Most of the available solutions involved offshoring or one-off technology initiatives. How many lawyers would he need in India or the Philippines to handle contract work for the newly formed DXC Technology Co.?

“We got nowhere. It was one big circle,” Deckelman says. “We figured out we had to do something totally different.”

Much of what can be described as innovation in today's legal market revolves around specific solutions. Automated contract analysis. Document automation. Expert systems that can replicate a lawyer's structured way of thinking about a given problem.

But few general counsel have been bold enough to try what Deckelman committed to last year: a total re-imagination of the way his department worked, using automation, technology and a reconfiguration of the lawyers in his department.

Deckelman turned to UnitedLex, which is developing a specialty in outsourcing legal department functions in much the same way DXC outsources corporate IT departments. Through the partnership's first year, Deckelman has lowered his legal department's costs by a staggering 30 percent, with his outside counsel spend dropping by 20 percent.

Much of those savings, Deckelman says, came through “rebadging” 150 lawyers and professionals from DXC to UnitedLex while automating the flow of their transactional work. Deckelman calls it a “digital transformation” that is so far only scratching the surface of what he thinks future legal departments will look like.

“I say to GCs: 'You can look at digital transformation and be skeptical and say it's five years away,'” Deckelman says. “But the problem you have if you don't start focusing on it now is it's a lot more about the people, the culture, the processes than it is about the technology. So if you don't start getting your team to that mindset, you can't leapfrog with the technology.”

One of the most effective changes to DXC's legal department came through a contract management system UnitedLex developed called Contract Room. The system now handles $26 billion worth of DXC contracts. It is integrated with Salesforce.com, so when a new contract comes in to the company it is automatically assigned to a lawyer for review. If it isn't reviewed in a timely fashion, an alert goes out.

“That alone, within a global company, has been amazing,” Deckelman says. “Otherwise, it's a very manual, human process.”

Deckelman says the legal department has been able to show value to the business through this new alignment of work that had been impossible before.
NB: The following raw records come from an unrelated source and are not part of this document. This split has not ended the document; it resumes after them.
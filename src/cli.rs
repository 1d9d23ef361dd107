/*
 * shae: analyse GPU shader ISA dumps.
 * Copyright (C) 2022  Ruifeng Xie
 *
 * This program is free software: you can redistribute it and/or modify
 * it under the terms of the GNU Affero General Public License as
 * published by the Free Software Foundation, either version 3 of the
 * License, or (at your option) any later version.
 *
 * This program is distributed in the hope that it will be useful,
 * but WITHOUT ANY WARRANTY; without even the implied warranty of
 * MERCHANTABILITY or FITNESS FOR A PARTICULAR PURPOSE.  See the
 * GNU Affero General Public License for more details.
 *
 * You should have received a copy of the GNU Affero General Public License
 * along with this program.  If not, see <https://www.gnu.org/licenses/>.
 */

//! Command line interface support.

use std::io::{Read, Write};
use std::path::{Path, PathBuf};
use displaydoc::Display as DisplayDoc;
use thiserror::Error;
use clap::{AppSettings, Args, Parser, Subcommand};

use crate::analysis::control_flow::InstrGraph;
use crate::analysis::liveness::solve;
use crate::program::{self, read_program};
use crate::reader::IsaFormat;
use crate::report::{self, Grouping};

/// Entry to the command line interface.
#[derive(Debug, Parser)]
#[clap(global_setting(AppSettings::PropagateVersion))]
#[clap(global_setting(AppSettings::UseLongFormatForHelpSubcommand))]
#[clap(setting(AppSettings::SubcommandRequiredElseHelp))]
#[clap(author, version, about)]
pub struct Cli {
    /// The input format: HSAIL, ShaderAnalyzer, ShaderDump, raw, or auto.
    #[clap(short, long, default_value = "auto")]
    format: IsaFormat,
    /// The subcommand to execute.
    #[clap(subcommand)]
    command: Command,
}

/// Input and output of a subcommand.
#[derive(Debug, Args)]
pub struct Streams {
    /// The input file, or `-` for standard input.
    #[clap(parse(from_os_str))]
    input: PathBuf,
    /// The output file, or `-` for standard output.
    #[clap(parse(from_os_str))]
    output: PathBuf,
}

/// Supported subcommands.
#[derive(Debug, Subcommand)]
#[allow(missing_docs)]
pub enum Command {
    /// Dump the basic-block CFG to a dot file.
    DumpBbCfg {
        #[clap(flatten)]
        streams: Streams,
        /// Only show the number of instructions in each block.
        #[clap(short, long)]
        compact: bool,
    },
    /// Dump the per-instruction CFG to a dot file.
    DumpPiCfg {
        #[clap(flatten)]
        streams: Streams,
    },
    /// Dump per-basic-block VGPR usage.
    DumpBbVgpr {
        #[clap(flatten)]
        streams: Streams,
    },
    /// Write per-instruction VGPR liveness and usage.
    #[clap(alias = "analyze-liveness")]
    AnalyseLiveness {
        #[clap(flatten)]
        streams: Streams,
        /// Write only the summary line.
        #[clap(short, long)]
        summary: bool,
    },
    /// Write a histogram showing how often each opcode has been used.
    OpcodeHistogram {
        #[clap(flatten)]
        streams: Streams,
        /// Group instructions by mnemonic, operand-size, or instruction-class.
        #[clap(short, long, default_value = "mnemonic")]
        group: Grouping,
    },
}

/// All kinds of errors that might happen during command line execution.
#[derive(Debug, DisplayDoc, Error)]
pub enum Error {
    /// "errors" from [`clap`], including requests such as `--version` or `--help`.
    #[displaydoc("{0}")]
    InvalidArguments(#[from] clap::Error),
    /// {0}
    InvalidInput(#[from] program::Error),
    /// I/O error: {0}
    Io(#[from] std::io::Error),
    /// cannot format the output: {0}
    CannotFormat(#[from] std::fmt::Error),
}

/// Result type for the command line interface.
pub type Result<T = ()> = std::result::Result<T, Error>;

const STANDARD_STREAM: &str = "-";

fn read_input(path: &Path) -> Result<String> {
    let mut contents = String::new();
    if path == Path::new(STANDARD_STREAM) {
        std::io::stdin().read_to_string(&mut contents)?;
    } else {
        contents = std::fs::read_to_string(path)?;
    }
    Ok(contents)
}

fn write_output(path: &Path, report: &str) -> Result {
    if path == Path::new(STANDARD_STREAM) {
        let stdout = std::io::stdout();
        let mut stdout = stdout.lock();
        stdout.write_all(report.as_bytes())?;
        stdout.flush()?;
    } else {
        std::fs::write(path, report)?;
    }
    Ok(())
}

/// Install the logger: everything goes to standard error, filtered by `RUST_LOG` (`warn` by
/// default).
pub fn init_logging() {
    use tracing_subscriber::EnvFilter;
    let filter = EnvFilter::try_from_default_env().unwrap_or_else(|_| EnvFilter::new("warn"));
    // a subscriber might already be installed (e.g. by an embedding application)
    let _ = tracing_subscriber::fmt()
        .with_env_filter(filter)
        .with_writer(std::io::stderr)
        .try_init();
}

impl Command {
    /// The input and output of this subcommand.
    pub fn streams(&self) -> &Streams {
        match self {
            Command::DumpBbCfg { streams, .. }
            | Command::DumpPiCfg { streams }
            | Command::DumpBbVgpr { streams }
            | Command::AnalyseLiveness { streams, .. }
            | Command::OpcodeHistogram { streams, .. } => streams,
        }
    }

    /// Produce the report for this subcommand from the input text.
    pub fn render(&self, text: &str, format: IsaFormat) -> Result<String> {
        let blocks = read_program(text, format)?;
        let report = match self {
            Command::DumpBbCfg { compact, .. } => report::dump_block_cfg(&blocks, *compact)?,
            Command::DumpPiCfg { .. } => {
                let graph = InstrGraph::lower(&blocks);
                report::dump_instr_cfg(&blocks, &graph)?
            }
            Command::DumpBbVgpr { .. } => report::dump_block_vgpr(&blocks)?,
            Command::AnalyseLiveness { summary, .. } => {
                let mut graph = InstrGraph::lower(&blocks);
                let liveness = solve(&mut graph, &blocks);
                report::dump_liveness(&blocks, &graph, &liveness, *summary)?
            }
            Command::OpcodeHistogram { group, .. } => report::dump_opcode_histogram(&blocks, *group)?,
        };
        Ok(report)
    }
}

impl Cli {
    /// Run the command line interface.
    pub fn run() -> Result {
        let options: Cli = Cli::try_parse()?;
        init_logging();
        options.execute()
    }

    /// Execute already parsed options.
    pub fn execute(&self) -> Result {
        let streams = self.command.streams();
        let contents = read_input(&streams.input)?;
        let format = self.format.detect(&contents);
        tracing::debug!(%format, input = %streams.input.display(), "reading shader");
        let report = self.command.render(&contents, format)?;
        write_output(&streams.output, &report)
    }
}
He says many of the changes he has adopted are things that other business units have been doing for years. But there is a new pressure on legal departments to evolve and prove their worth.

“There is a clear inflection point and change going on in the legal environment, and it's being led by people who are matching up their department with their business needs,” says Dan Reed, CEO of UnitedLex. “Guys like Bill Deckelman who are being pushed by their CEOs are really changing that. Bill has really transformed things.”